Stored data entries
- - - - - - -
//! Field-slot merging.
//!
//! First-fit by type: variants are visited in discovery order and their
//! fields in declaration order. Each field takes the first existing slot of
//! the same type that the current variant has not claimed yet, or appends a
//! new slot. The resulting layout depends only on the variant and field
//! order, so repeated runs produce identical output.

use indexmap::IndexMap;
use tracing::trace;

use crate::error::{GeneratorError, Result};
use crate::model::{slot_name, VariantType};

/// One storage location of the merged type.
#[derive(Debug, Clone)]
pub struct FieldSlot {
    pub index: usize,
    pub name: String,
    pub ty: syn::Type,
    pub type_text: String,
    pub type_key: String,
    /// Variant name → the variant's own field stored in this slot.
    pub users: IndexMap<String, String>,
}

/// Slots of a merged type plus each variant's field-to-slot assignment.
#[derive(Debug, Clone, Default)]
pub struct SlotLayout {
    pub slots: Vec<FieldSlot>,
    assignments: IndexMap<String, IndexMap<String, usize>>,
}

impl SlotLayout {
    pub fn len(&self) -> usize {
        self.slots.len()
    }

    pub fn is_empty(&self) -> bool {
        self.slots.is_empty()
    }

    /// Slot holding `field` of `variant`.
    pub fn slot_for(&self, variant: &str, field: &str) -> Option<&FieldSlot> {
        let index = *self.assignments.get(variant)?.get(field)?;
        self.slots.get(index)
    }

    /// `(field, slot)` pairs of a variant in field declaration order.
    pub fn fields_of<'a>(
        &'a self,
        variant: &str,
    ) -> impl Iterator<Item = (&'a str, &'a FieldSlot)> + 'a {
        self.assignments
            .get(variant)
            .into_iter()
            .flat_map(|fields| fields.iter())
            .filter_map(|(field, &index)| self.slots.get(index).map(|slot| (field.as_str(), slot)))
    }
}

/// Computes the shared slot layout of an ordered variant list.
pub fn merge_fields(variants: &[VariantType]) -> Result<SlotLayout> {
    let mut layout = SlotLayout::default();

    for variant in variants {
        if layout.assignments.contains_key(&variant.name) {
            return Err(GeneratorError::variant(
                &variant.name,
                "two variants share this name; their discriminants would collide",
            ));
        }

        let mut claimed = vec![false; layout.slots.len()];
        let mut fields = IndexMap::new();

        for field in &variant.fields {
            let free = layout
                .slots
                .iter()
                .position(|slot| !claimed[slot.index] && slot.type_key == field.type_key);

            let index = match free {
                Some(index) => index,
                None => {
                    let index = layout.slots.len();
                    layout.slots.push(FieldSlot {
                        index,
                        name: slot_name(&field.type_text, index),
                        ty: field.ty.clone(),
                        type_text: field.type_text.clone(),
                        type_key: field.type_key.clone(),
                        users: IndexMap::new(),
                    });
                    claimed.push(false);
                    index
                }
            };

            claimed[index] = true;
            layout.slots[index]
                .users
                .insert(variant.name.clone(), field.name.clone());
            fields.insert(field.name.clone(), index);
            trace!(
                variant = %variant.name,
                field = %field.name,
                slot = %layout.slots[index].name,
                "Assigned field to slot"
            );
        }

        layout.assignments.insert(variant.name.clone(), fields);
    }

    Ok(layout)
}

#[cfg(test)]
mod tests {
    use super::*;
    use crate::model::ModulePath;

    fn variant(source: &str) -> VariantType {
        let item: syn::ItemStruct = syn::parse_str(source).unwrap();
        VariantType::from_struct(&item, &ModulePath::root()).unwrap()
    }

    #[test]
    fn test_concrete_scenario() {
        let variants = [
            variant("struct A { field: i32 }"),
            variant("struct B { field: i32, field2: i32 }"),
        ];
        let layout = merge_fields(&variants).unwrap();

        assert_eq!(layout.len(), 2);
        assert_eq!(layout.slot_for("A", "field").unwrap().name, "i32_0");
        assert_eq!(layout.slot_for("B", "field").unwrap().name, "i32_0");
        assert_eq!(layout.slot_for("B", "field2").unwrap().name, "i32_1");
    }

    #[test]
    fn test_slot_count_is_max_per_type() {
        let variants = [
            variant("struct A { a: i32, b: f32, c: i32 }"),
            variant("struct B { x: f32, y: f32, z: f32 }"),
            variant("struct C { n: i32, m: bool }"),
        ];
        let layout = merge_fields(&variants).unwrap();

        let count = |key: &str| layout.slots.iter().filter(|s| s.type_key == key).count();
        assert_eq!(count("i32"), 2);
        assert_eq!(count("f32"), 3);
        assert_eq!(count("bool"), 1);
        assert_eq!(layout.len(), 6);
    }

    #[test]
    fn test_slot_never_claimed_twice_by_one_variant() {
        let variants = [
            variant("struct A { a: i32 }"),
            variant("struct B { x: i32, y: i32 }"),
        ];
        let layout = merge_fields(&variants).unwrap();

        let b: Vec<_> = layout.fields_of("B").map(|(f, s)| (f, s.index)).collect();
        assert_eq!(b, [("x", 0), ("y", 1)]);
        assert_eq!(layout.slots[0].users.len(), 2);
        assert_eq!(layout.slots[1].users.len(), 1);
    }

    #[test]
    fn test_types_match_exactly() {
        let variants = [
            variant("struct A { a: Option<i32> }"),
            variant("struct B { b: Option < i32 >, c: Option<u32> }"),
        ];
        let layout = merge_fields(&variants).unwrap();
        assert_eq!(layout.len(), 2);
        assert_eq!(layout.slots[0].name, "option_i32_0");
        assert_eq!(layout.slots[1].name, "option_u32_1");
    }

    #[test]
    fn test_zero_field_variant_claims_nothing() {
        let variants = [variant("struct Empty;"), variant("struct One { v: u8 }")];
        let layout = merge_fields(&variants).unwrap();
        assert_eq!(layout.fields_of("Empty").count(), 0);
        assert_eq!(layout.len(), 1);
    }

    #[test]
    fn test_layout_is_deterministic() {
        let variants = [
            variant("struct A { a: i32, b: f32 }"),
            variant("struct B { c: f32, d: i32, e: i32 }"),
        ];
        let first: Vec<_> = merge_fields(&variants).unwrap().slots.into_iter().map(|s| s.name).collect();
        let second: Vec<_> = merge_fields(&variants).unwrap().slots.into_iter().map(|s| s.name).collect();
        assert_eq!(first, second);
        assert_eq!(first, ["i32_0", "f32_1", "i32_2"]);
    }

    #[test]
    fn test_duplicate_variant_names_rejected() {
        let variants = [variant("struct A;"), variant("struct A { x: i32 }")];
        assert!(merge_fields(&variants).is_err());
    }
}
- - - - - - -
- _What is required_
Copy out all lines from the records where the word "second" appears.

- _Exercise response_
        let second: Vec<_> = merge_fields(&variants).unwrap().slots.into_iter().map(|s| s.name).collect();
        assert_eq!(first, second);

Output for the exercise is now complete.